Organizations need to take a proactive strategy to security. Being proactive means applying the contextual intelligence of an integrated platform to achieve better, faster security outcomes. And by tapping into the vast crowdsourced power of the global researcher community, security teams can quickly find and patch hidden vulnerabilities before the bad actors strike.

  • Plug the talent gap in a down economy.

Finally, as security budgets come under greater stress, it’s become harder for companies to find enough good people. Hiring in the cybersecurity industry remains a top concern for both the public and private sector. Public sector agencies are especially challenged to keep up with the pay compensation and equity packages offered by private sector firms for the same pool of candidates.

Based on the weakening economy, security leaders will need to develop contingency plans for how to attract and retain quality talent with a recession and industry layoffs looming.
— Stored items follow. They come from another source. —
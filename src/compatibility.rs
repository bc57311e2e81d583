//! Pairwise interaction analysis across the three classified roles.
//!
//! Scoring is structural and symmetric in its two profiles:
//! - Shared trigram (same slot, same trigram): +1.0 synergy each
//! - Differing line: +0.5 synergy each
//! - Inverse pair (one profile is the other read top-down): +1.0 synergy
//! - Matching line outside a shared trigram: +0.75 conflict each
//!
//! The net score `synergy - conflict` is banded into a [`Category`]. A profile
//! paired with itself is always [`Category::Chaos`].

use serde::Serialize;

use crate::catalog::ReferenceProfile;
use crate::classifier::{ClassificationResult, Role};
use crate::error::ValidationError;

const SHARED_TRIGRAM_SYNERGY: f64 = 1.0;
const DIFFERING_LINE_SYNERGY: f64 = 0.5;
const INVERSE_SYNERGY: f64 = 1.0;
const MATCHING_LINE_CONFLICT: f64 = 0.75;

/// Net scores below this are [`Category::Conflict`].
pub const CONFLICT_BELOW: f64 = -0.5;
/// Net scores below this (and not conflict) are [`Category::Tension`].
pub const TENSION_BELOW: f64 = 0.75;
/// Net scores below this (and not tension) are [`Category::Harmony`]; the rest are synergy.
pub const HARMONY_BELOW: f64 = 2.0;

/// Match-percentage spread above which one role is flagged as dominating another.
pub const IMBALANCE_SPREAD: f64 = 50.0;

/// Fixed order in which role pairs are reported.
pub const ROLE_PAIRS: [(Role, Role); 3] = [
    (Role::Engine, Role::Interface),
    (Role::Engine, Role::SafeMode),
    (Role::Interface, Role::SafeMode),
];

/// Interaction category, ordered from most to least adversarial.
#[derive(Debug, Clone, Copy, PartialEq, Eq, PartialOrd, Ord, Hash, Serialize)]
#[serde(rename_all = "SCREAMING_SNAKE_CASE")]
pub enum Category {
    Conflict,
    Tension,
    Chaos,
    Harmony,
    Synergy,
}

impl Category {
    /// Band a net score. Total over every finite score.
    pub fn from_net(net: f64) -> Self {
        if net < CONFLICT_BELOW {
            Self::Conflict
        } else if net < TENSION_BELOW {
            Self::Tension
        } else if net < HARMONY_BELOW {
            Self::Harmony
        } else {
            Self::Synergy
        }
    }

    pub fn as_str(self) -> &'static str {
        match self {
            Self::Conflict => "CONFLICT",
            Self::Tension => "TENSION",
            Self::Chaos => "CHAOS",
            Self::Harmony => "HARMONY",
            Self::Synergy => "SYNERGY",
        }
    }

    fn describe(self) -> &'static str {
        match self {
            Self::Conflict => "pull in opposite directions and need deliberate mediation",
            Self::Tension => "rub against each other; the friction can be productive",
            Self::Chaos => "mirror each other exactly, amplifying one pattern without balance",
            Self::Harmony => "sit comfortably together",
            Self::Synergy => "complement each other and reinforce their strengths",
        }
    }
}

impl std::fmt::Display for Category {
    fn fmt(&self, f: &mut std::fmt::Formatter<'_>) -> std::fmt::Result {
        f.pad(self.as_str())
    }
}

/// Structural relationship between two profiles.
#[derive(Debug, Clone, Copy, PartialEq, Eq, Default, Serialize)]
pub struct Relationship {
    pub identical: bool,
    /// Lines of one are the other's read top-to-bottom.
    pub inverse: bool,
    /// Every line differs.
    pub opposite: bool,
    /// Adjacent in the sequence table.
    pub neighbour: bool,
}

/// Scores for one unordered pair of profiles.
#[derive(Debug, Clone, Copy, PartialEq, Serialize)]
pub struct PairScore {
    pub shared_trigrams: u8,
    pub differing_lines: u8,
    pub relationship: Relationship,
    pub synergy: f64,
    pub conflict: f64,
    pub category: Category,
}

impl PairScore {
    pub fn net(&self) -> f64 {
        self.synergy - self.conflict
    }
}

/// Score two profiles. Symmetric in its arguments.
pub fn analyze_pair(a: &ReferenceProfile, b: &ReferenceProfile) -> PairScore {
    let pa = a.pattern();
    let pb = b.pattern();

    let shared = a.shared_trigrams(b);
    let differing = pa.differing_lines(pb) as u8;
    let identical = pa == pb;
    let relationship = Relationship {
        identical,
        inverse: !identical && pa.reversed() == pb,
        opposite: differing == 6,
        neighbour: a.id().abs_diff(b.id()) == 1,
    };

    let matching_outside_shared = (6 - differing) - 3 * shared;
    let mut synergy = SHARED_TRIGRAM_SYNERGY * f64::from(shared)
        + DIFFERING_LINE_SYNERGY * f64::from(differing);
    if relationship.inverse {
        synergy += INVERSE_SYNERGY;
    }
    let conflict = MATCHING_LINE_CONFLICT * f64::from(matching_outside_shared);

    let category = if identical {
        Category::Chaos
    } else {
        Category::from_net(synergy - conflict)
    };

    PairScore {
        shared_trigrams: shared,
        differing_lines: differing,
        relationship,
        synergy,
        conflict,
        category,
    }
}

/// Interaction verdict for two roles.
#[derive(Debug, Clone, PartialEq, Serialize)]
pub struct CompatibilityPair {
    pub role_a: Role,
    pub role_b: Role,
    pub profile_a: u8,
    pub profile_b: u8,
    pub category: Category,
    pub synergy_score: f64,
    pub conflict_score: f64,
    pub net_score: f64,
    pub relationship: Relationship,
    pub summary: String,
}

/// Two roles whose match percentages sit more than [`IMBALANCE_SPREAD`] apart.
#[derive(Debug, Clone, Copy, PartialEq, Serialize)]
pub struct RoleImbalance {
    /// Role with the highest match percentage.
    pub dominant: Role,
    /// Role with the lowest match percentage.
    pub weak: Role,
    pub spread: f64,
}

/// Full analysis of a classification run.
#[derive(Debug, Clone, PartialEq, Serialize)]
pub struct CompatibilityReport {
    /// Engine/Interface, Engine/SafeMode, Interface/SafeMode.
    pub pairs: [CompatibilityPair; 3],
    /// Net scores indexed by role; symmetric with a zero diagonal.
    pub matrix: [[f64; 3]; 3],
    /// Mean net score across the three pairs.
    pub overall_balance: f64,
    /// `max(0, -overall_balance)`.
    pub conflict_level: f64,
    /// The mean net score falls in the synergy band.
    pub high_synergy: bool,
    pub imbalance: Option<RoleImbalance>,
    pub overall_summary: String,
}

impl CompatibilityReport {
    pub fn pair(&self, a: Role, b: Role) -> Option<&CompatibilityPair> {
        self.pairs
            .iter()
            .find(|p| (p.role_a == a && p.role_b == b) || (p.role_a == b && p.role_b == a))
    }
}

/// Stateless analyzer over classification results.
#[derive(Debug, Clone, Copy, Default)]
pub struct CompatibilityAnalyzer;

impl CompatibilityAnalyzer {
    pub fn new() -> Self {
        Self
    }

    /// Analyze three results passed in their role slots.
    pub fn analyze(
        &self,
        engine: &ClassificationResult,
        interface: &ClassificationResult,
        safe_mode: &ClassificationResult,
    ) -> Result<CompatibilityReport, ValidationError> {
        let slots = [engine, interface, safe_mode];
        for (expected, result) in Role::ALL.iter().zip(slots) {
            if result.role != *expected {
                return Err(ValidationError::RoleMismatch {
                    expected: expected.to_string(),
                    actual: result.role.to_string(),
                });
            }
        }
        Ok(self.build_report(slots))
    }

    /// Analyze an unordered slice that must hold exactly one result per role.
    pub fn analyze_results(
        &self,
        results: &[ClassificationResult],
    ) -> Result<CompatibilityReport, ValidationError> {
        if results.len() != Role::ALL.len() {
            return Err(ValidationError::RoleCount {
                count: results.len(),
            });
        }

        let mut slots: [Option<&ClassificationResult>; 3] = [None; 3];
        for result in results {
            let slot = &mut slots[result.role.index()];
            if slot.is_some() {
                return Err(ValidationError::DuplicateRole {
                    role: result.role.to_string(),
                });
            }
            *slot = Some(result);
        }

        match slots {
            [Some(engine), Some(interface), Some(safe_mode)] => {
                self.analyze(engine, interface, safe_mode)
            }
            // Three results with no duplicates cover every role.
            _ => Err(ValidationError::RoleCount {
                count: results.len(),
            }),
        }
    }

    fn build_report(&self, slots: [&ClassificationResult; 3]) -> CompatibilityReport {
        let pairs = ROLE_PAIRS.map(|(a, b)| {
            let ra = slots[a.index()];
            let rb = slots[b.index()];
            let score = analyze_pair(&ra.profile, &rb.profile);
            let net = score.net();

            tracing::debug!(
                role_a = %a,
                role_b = %b,
                category = %score.category,
                net,
                "Scored role pair"
            );

            CompatibilityPair {
                role_a: a,
                role_b: b,
                profile_a: ra.profile.id(),
                profile_b: rb.profile.id(),
                category: score.category,
                synergy_score: score.synergy,
                conflict_score: score.conflict,
                net_score: net,
                relationship: score.relationship,
                summary: format!(
                    "{a} ({}) and {b} ({}) {}: {} (net {net:+.2})",
                    ra.profile.name(),
                    rb.profile.name(),
                    score.category.describe(),
                    score.category,
                ),
            }
        });

        let mut matrix = [[0.0; 3]; 3];
        for pair in &pairs {
            let (i, j) = (pair.role_a.index(), pair.role_b.index());
            matrix[i][j] = pair.net_score;
            matrix[j][i] = pair.net_score;
        }

        let overall_balance = pairs.iter().map(|p| p.net_score).sum::<f64>() / pairs.len() as f64;
        let conflict_level = (-overall_balance).max(0.0);
        let high_synergy = Category::from_net(overall_balance) == Category::Synergy;
        let imbalance = role_imbalance(slots);
        let mut overall_summary = overall_summary(&pairs, overall_balance);
        if let Some(imbalance) = &imbalance {
            overall_summary.push_str(&format!(
                " {} outweighs {} by {:.1} points.",
                imbalance.dominant, imbalance.weak, imbalance.spread
            ));
        }

        CompatibilityReport {
            pairs,
            matrix,
            overall_balance,
            conflict_level,
            high_synergy,
            imbalance,
            overall_summary,
        }
    }
}

/// Strongest and weakest role by match percentage, when they are too far apart.
/// The earliest role wins ties on either end.
fn role_imbalance(slots: [&ClassificationResult; 3]) -> Option<RoleImbalance> {
    let mut dominant = slots[0];
    let mut weak = slots[0];
    for result in &slots[1..] {
        if result.match_percentage > dominant.match_percentage {
            dominant = result;
        }
        if result.match_percentage < weak.match_percentage {
            weak = result;
        }
    }

    let spread = dominant.match_percentage - weak.match_percentage;
    (spread > IMBALANCE_SPREAD).then_some(RoleImbalance {
        dominant: dominant.role,
        weak: weak.role,
        spread,
    })
}

fn overall_summary(pairs: &[CompatibilityPair; 3], balance: f64) -> String {
    let weakest = pairs
        .iter()
        .min_by(|x, y| x.net_score.total_cmp(&y.net_score))
        .map(|p| format!("{}/{}", p.role_a, p.role_b))
        .unwrap_or_default();
    let tone = Category::from_net(balance);
    let chaos = pairs.iter().filter(|p| p.category == Category::Chaos).count();

    let mut summary = format!(
        "Overall balance {balance:+.2} ({tone}); weakest link is {weakest}."
    );
    if chaos > 0 {
        summary.push_str(&format!(
            " {chaos} pair(s) repeat the same profile across roles."
        ));
    }
    summary
}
Some helpful recommendations include investing in work-based training via volunteer clinics, apprenticeship programs, and increased flexibility around hiring authority and pay ranges to better compete for talent.

Many refer to the challenge of hiring cybersecurity as a talent gap. However, organizations can overcome this by recruiting and educating employees from diverse backgrounds. Start by engaging with crowdsourced security researchers from around the world. The power of the crowd can offer an economical, on-demand approach to augment security teams with the necessary skills and expertise.

The true value of crowdsourcing requires the ability to find and develop these new sources of talent. While degrees in computer science and related technical fields are nice to have, almost anyone can become successful in a cybersecurity role with the right mentors, assistance, and on-the-job training.